Anduve perdida en aquel escenario, engañándome a mí misma, engañando a mis padres, ocupando un pupitre y una plaza de laboratorio que no merecía ni deseaba; cada día tomaba más consciencia de aquella farsa y de mi ineptitud académica.

Acudía puntualmente a mis prácticas de Botánica o Zoología, con el falso "postureo" de querer ser como los frikis de la bata blanca que se flipaban con cada "visu" de hojas de árbol o rajando el vientre a una incauta sardina. Mirando esa cubeta blanca sobre la que andaba recostado con la tripa boca arriba el pobre pececillo azul, mi compañera debió adivinar que "la cara anchoa" de su izquierda estaba al borde de la náusea y casi la depresión.

Yo también lo supe ese mismo día. Ignoraba qué me tendría preparado el futuro, pero yo ya habría apostado la vida a que no iba a ser ni destripadora de sardinas ni feliz recogedora de hojas campestres. Para mí, el bucolismo era otra cosa...

Llegué a casa desolada. Vivía en un pisito de alquiler en Espinardo, el pueblo más cercano al campus universitario. Compartía la casa con otras dos compañeras, una estudiante brillante de Veterinaria y otra de Químicas, que entre números de laboratorio parecía andar el juego. Con aquel contexto, andaba más retraída mi poética espiritual ;)

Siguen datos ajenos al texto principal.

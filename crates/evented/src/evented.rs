//! Capability trait for host types that carry an event channel.
//!
//! There is no inheritance here: a host either embeds an
//! [`EventChannel`] and exposes it directly, or implements [`Evented`]
//! with one accessor and gains the whole `on`/`off`/`emit` surface by
//! delegation.
//!
//! # Usage
//!
//! ```
//! use evented::{Evented, EventChannel};
//!
//! struct Courier {
//!     name: String,
//!     events: EventChannel<String>,
//! }
//!
//! impl Evented for Courier {
//!     type Payload = String;
//!
//!     fn events(&self) -> &EventChannel<String> {
//!         &self.events
//!     }
//! }
//!
//! # #[tokio::main(flavor = "current_thread")]
//! # async fn main() {
//! let courier = Courier { name: "c1".into(), events: EventChannel::new() };
//! courier.on("delivered", |addr: String| async move {
//!     assert_eq!(addr, "pier 4");
//!     Ok(())
//! });
//! courier.emit("delivered", "pier 4".to_string()).await.unwrap();
//! assert_eq!(courier.name, "c1");
//! # }
//! ```

use std::future::Future;

use evented_types::HandlerId;

use crate::channel::EventChannel;
use crate::emission::Emission;
use crate::handler::HandlerError;

/// Grants a host type the event-channel surface by delegation.
///
/// Implementors provide [`events`](Self::events); everything else is a
/// provided method forwarding to the embedded channel. The host keeps
/// its own identity and fields; instances never share registry state
/// unless their channels are clones of one another.
pub trait Evented {
    /// Payload type carried by this host's events.
    type Payload: Clone + Send + 'static;

    /// Returns the host's event channel.
    fn events(&self) -> &EventChannel<Self::Payload>;

    /// Registers an async handler. See [`EventChannel::on`].
    fn on<F, Fut>(&self, event: impl Into<String>, handler: F) -> HandlerId
    where
        F: Fn(Self::Payload) -> Fut + Send + Sync + 'static,
        Fut: Future<Output = Result<(), HandlerError>> + Send + 'static,
    {
        self.events().on(event, handler)
    }

    /// Registers a one-shot handler. See [`EventChannel::once`].
    fn once<F, Fut>(&self, event: impl Into<String>, handler: F) -> HandlerId
    where
        F: Fn(Self::Payload) -> Fut + Send + Sync + 'static,
        Fut: Future<Output = Result<(), HandlerError>> + Send + 'static,
    {
        self.events().once(event, handler)
    }

    /// Removes every handler for `event`. See [`EventChannel::off`].
    fn off(&self, event: &str) {
        self.events().off(event);
    }

    /// Removes one registration. See [`EventChannel::off_handler`].
    fn off_handler(&self, event: &str, id: HandlerId) {
        self.events().off_handler(event, id);
    }

    /// Clears the registry. See [`EventChannel::off_all`].
    fn off_all(&self) {
        self.events().off_all();
    }

    /// Emits to the handlers snapshotted now. See [`EventChannel::emit`].
    fn emit(&self, event: impl Into<String>, payload: Self::Payload) -> Emission {
        self.events().emit(event, payload)
    }
}

#[cfg(test)]
mod tests {
    use super::*;

    struct Host {
        events: EventChannel<u32>,
    }

    impl Evented for Host {
        type Payload = u32;

        fn events(&self) -> &EventChannel<u32> {
            &self.events
        }
    }

    #[tokio::test]
    async fn delegated_surface_reaches_embedded_channel() {
        let host = Host {
            events: EventChannel::new(),
        };

        let id = host.on("test", |_| async { Ok(()) });
        assert_eq!(host.events().listener_count("test"), 1);

        host.emit("test", 7).await.expect("emission resolves");

        host.off_handler("test", id);
        assert!(host.events().is_empty());
    }

    #[test]
    fn hosts_do_not_share_state() {
        let a = Host {
            events: EventChannel::new(),
        };
        let b = Host {
            events: EventChannel::new(),
        };

        a.on("test", |_| async { Ok(()) });
        assert!(b.events().is_empty());

        a.off_all();
        assert!(a.events().is_empty());
    }
}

Mi único remanso en aquellas horas bajas lo hallaba en casa de mi vecina de arriba, una muchacha de mi edad que vivía junto a sus padres y hermanos. Siempre me abrían las puertas de su casa con admirable hospitalidad y cariño. Ya en su dormitorio y cuarto de estudio, Arancha me relataba sus avatares en la Facultad de Letras. Estaba en su segundo año de Filología Hispánica y siempre hablaba con apasionamiento y orgullo de su carrera. Solía mostrarme algunos trabajos de materias como Psicolingüística o Lingüística Aplicada, de las que hablaba con verdadero interés y efusión, o bien me hablaba de sus clases de Literatura Hispanoamericana con el catedrático Victorino Polo; que si Machado, que si Rubén Darío, que si Lugones... Yo la miraba embobada, con envidia y tristeza de saber que yo no tenía nada de lo que poder hablar con entusiasmo ni con ligera profundidad. No me dejaba corroer del todo por aquel insano sentimiento porque cada tarde volvía a la casa de mi amiga Arancha a que me deleitase con sus versos y explicaciones sobre morfología y léxico, palabras entonces extrañísimas para mí.

"Oye, ¿tú crees que yo podría acompañarte un día a una de esas clases tuyas de Literatura? Quizá si pido permiso para entrar al profesor ese del que me hablas... (Comenté ingenua, sin caer en la cuenta de que, en la universidad pública, la asistencia a las clases es optativa y la entrada, libre").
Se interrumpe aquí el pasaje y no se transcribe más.